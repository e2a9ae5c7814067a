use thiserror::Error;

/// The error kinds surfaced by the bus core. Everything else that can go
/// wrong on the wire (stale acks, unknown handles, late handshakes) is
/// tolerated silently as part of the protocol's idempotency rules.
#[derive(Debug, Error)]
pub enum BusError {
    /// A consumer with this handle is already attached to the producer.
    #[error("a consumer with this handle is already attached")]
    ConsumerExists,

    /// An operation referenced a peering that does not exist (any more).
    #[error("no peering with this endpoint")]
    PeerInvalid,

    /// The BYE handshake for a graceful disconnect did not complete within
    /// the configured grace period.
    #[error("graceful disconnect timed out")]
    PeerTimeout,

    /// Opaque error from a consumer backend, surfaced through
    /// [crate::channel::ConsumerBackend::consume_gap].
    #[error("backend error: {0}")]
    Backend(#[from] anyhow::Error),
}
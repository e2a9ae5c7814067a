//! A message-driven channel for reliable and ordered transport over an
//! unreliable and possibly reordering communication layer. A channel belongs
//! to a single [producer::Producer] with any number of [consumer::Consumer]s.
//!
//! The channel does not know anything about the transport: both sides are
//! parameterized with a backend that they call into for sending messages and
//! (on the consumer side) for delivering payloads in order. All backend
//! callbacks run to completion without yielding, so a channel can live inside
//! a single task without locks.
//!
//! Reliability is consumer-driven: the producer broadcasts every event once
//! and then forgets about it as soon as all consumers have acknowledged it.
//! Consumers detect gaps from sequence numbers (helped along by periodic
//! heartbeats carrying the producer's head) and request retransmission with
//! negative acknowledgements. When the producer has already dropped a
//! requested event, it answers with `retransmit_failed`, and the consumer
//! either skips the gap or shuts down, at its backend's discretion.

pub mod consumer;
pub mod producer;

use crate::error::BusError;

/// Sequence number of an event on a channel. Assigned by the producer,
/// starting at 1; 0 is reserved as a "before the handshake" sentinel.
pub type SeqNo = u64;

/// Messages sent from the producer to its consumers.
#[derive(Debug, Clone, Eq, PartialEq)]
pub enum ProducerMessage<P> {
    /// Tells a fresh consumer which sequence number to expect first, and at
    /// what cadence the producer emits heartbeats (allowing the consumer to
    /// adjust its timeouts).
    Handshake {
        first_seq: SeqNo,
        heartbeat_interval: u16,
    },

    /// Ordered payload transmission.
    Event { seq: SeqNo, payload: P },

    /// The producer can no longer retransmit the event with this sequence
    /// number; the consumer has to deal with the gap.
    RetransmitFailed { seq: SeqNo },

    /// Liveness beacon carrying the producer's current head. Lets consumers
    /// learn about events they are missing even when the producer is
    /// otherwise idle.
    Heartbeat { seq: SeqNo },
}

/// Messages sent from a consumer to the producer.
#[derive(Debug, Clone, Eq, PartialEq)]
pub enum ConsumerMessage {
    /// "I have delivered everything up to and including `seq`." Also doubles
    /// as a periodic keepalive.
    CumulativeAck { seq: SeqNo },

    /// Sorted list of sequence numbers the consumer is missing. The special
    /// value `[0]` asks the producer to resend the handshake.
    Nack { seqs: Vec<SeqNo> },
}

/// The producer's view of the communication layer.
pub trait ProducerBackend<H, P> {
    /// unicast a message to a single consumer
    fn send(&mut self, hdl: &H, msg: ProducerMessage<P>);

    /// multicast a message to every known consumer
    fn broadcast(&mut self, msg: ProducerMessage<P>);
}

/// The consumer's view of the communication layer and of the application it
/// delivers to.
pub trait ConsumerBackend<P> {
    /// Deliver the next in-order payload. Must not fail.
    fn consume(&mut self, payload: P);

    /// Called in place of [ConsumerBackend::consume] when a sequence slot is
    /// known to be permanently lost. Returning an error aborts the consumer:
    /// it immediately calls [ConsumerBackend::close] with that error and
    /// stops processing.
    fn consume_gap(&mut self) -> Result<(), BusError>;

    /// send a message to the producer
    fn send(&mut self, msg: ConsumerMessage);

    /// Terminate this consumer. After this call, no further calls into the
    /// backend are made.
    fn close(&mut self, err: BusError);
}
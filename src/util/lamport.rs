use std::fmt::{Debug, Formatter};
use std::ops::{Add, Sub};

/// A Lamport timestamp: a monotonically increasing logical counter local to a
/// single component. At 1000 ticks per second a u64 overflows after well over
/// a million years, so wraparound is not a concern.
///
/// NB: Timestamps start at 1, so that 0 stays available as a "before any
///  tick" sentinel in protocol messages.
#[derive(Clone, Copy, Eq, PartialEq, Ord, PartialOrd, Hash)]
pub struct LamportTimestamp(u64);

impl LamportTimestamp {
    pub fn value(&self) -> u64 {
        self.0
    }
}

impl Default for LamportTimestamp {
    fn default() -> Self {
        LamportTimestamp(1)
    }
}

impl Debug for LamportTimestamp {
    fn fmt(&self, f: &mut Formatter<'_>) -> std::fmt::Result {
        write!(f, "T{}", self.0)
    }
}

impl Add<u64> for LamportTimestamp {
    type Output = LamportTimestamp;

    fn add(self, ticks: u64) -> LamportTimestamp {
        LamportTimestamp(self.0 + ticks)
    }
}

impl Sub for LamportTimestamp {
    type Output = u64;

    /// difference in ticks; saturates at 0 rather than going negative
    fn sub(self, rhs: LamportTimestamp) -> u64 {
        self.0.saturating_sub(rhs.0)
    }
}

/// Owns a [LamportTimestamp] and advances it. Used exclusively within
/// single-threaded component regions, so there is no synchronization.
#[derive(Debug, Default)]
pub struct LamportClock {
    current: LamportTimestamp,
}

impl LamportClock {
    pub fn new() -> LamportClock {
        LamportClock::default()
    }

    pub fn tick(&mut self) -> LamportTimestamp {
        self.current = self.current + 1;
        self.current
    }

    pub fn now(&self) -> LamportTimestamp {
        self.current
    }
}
==
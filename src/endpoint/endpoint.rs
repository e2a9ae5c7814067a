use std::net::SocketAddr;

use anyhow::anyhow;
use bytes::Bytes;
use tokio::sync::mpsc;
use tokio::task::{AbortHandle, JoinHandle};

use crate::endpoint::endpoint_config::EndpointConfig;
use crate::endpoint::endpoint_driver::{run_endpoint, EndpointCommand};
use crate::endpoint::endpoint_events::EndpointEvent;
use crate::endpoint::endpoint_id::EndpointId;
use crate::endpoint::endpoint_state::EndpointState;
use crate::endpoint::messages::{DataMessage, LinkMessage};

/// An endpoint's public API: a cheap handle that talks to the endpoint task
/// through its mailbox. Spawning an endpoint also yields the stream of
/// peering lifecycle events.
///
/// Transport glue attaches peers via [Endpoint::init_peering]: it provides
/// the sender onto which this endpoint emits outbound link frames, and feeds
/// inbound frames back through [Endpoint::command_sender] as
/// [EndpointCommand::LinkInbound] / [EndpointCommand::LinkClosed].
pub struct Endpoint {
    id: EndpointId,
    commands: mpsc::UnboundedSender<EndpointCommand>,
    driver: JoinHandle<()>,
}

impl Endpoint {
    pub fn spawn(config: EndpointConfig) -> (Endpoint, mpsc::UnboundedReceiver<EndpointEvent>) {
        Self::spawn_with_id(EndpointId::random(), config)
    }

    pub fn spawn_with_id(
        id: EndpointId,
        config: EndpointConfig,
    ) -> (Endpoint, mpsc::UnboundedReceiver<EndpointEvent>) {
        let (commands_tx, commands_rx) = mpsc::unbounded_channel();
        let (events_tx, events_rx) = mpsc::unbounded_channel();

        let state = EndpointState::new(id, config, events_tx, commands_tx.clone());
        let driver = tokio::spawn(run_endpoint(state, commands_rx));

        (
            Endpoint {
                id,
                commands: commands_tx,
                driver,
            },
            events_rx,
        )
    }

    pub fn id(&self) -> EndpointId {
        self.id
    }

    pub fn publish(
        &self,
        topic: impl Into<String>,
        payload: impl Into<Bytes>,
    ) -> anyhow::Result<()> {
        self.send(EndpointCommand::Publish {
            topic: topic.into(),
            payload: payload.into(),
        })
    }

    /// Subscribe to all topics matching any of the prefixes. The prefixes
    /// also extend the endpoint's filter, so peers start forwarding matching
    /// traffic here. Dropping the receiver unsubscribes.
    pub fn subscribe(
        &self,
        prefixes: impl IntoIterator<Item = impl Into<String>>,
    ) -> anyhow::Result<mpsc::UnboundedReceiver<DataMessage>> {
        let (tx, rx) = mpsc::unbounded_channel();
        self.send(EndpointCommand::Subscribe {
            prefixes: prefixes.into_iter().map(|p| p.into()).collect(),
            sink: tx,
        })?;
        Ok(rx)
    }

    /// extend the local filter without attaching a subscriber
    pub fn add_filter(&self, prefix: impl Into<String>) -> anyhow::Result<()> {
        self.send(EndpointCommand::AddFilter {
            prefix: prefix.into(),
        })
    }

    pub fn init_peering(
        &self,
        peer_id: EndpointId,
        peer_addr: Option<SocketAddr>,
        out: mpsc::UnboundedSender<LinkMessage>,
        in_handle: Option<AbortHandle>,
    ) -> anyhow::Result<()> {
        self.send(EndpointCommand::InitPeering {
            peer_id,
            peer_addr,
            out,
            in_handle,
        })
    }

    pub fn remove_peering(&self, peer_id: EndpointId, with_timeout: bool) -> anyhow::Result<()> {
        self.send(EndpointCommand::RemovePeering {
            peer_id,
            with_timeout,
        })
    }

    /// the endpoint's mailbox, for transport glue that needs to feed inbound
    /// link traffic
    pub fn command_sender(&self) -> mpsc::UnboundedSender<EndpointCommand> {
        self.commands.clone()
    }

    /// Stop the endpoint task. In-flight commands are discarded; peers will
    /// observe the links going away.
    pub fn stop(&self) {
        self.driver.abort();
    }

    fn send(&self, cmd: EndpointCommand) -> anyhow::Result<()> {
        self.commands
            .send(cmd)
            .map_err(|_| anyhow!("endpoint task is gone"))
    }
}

WHAT YOU SHOULD DO
State how many lines in the entries above include the word "SocketAddr"; reply with the number alone.

RESPONSE
2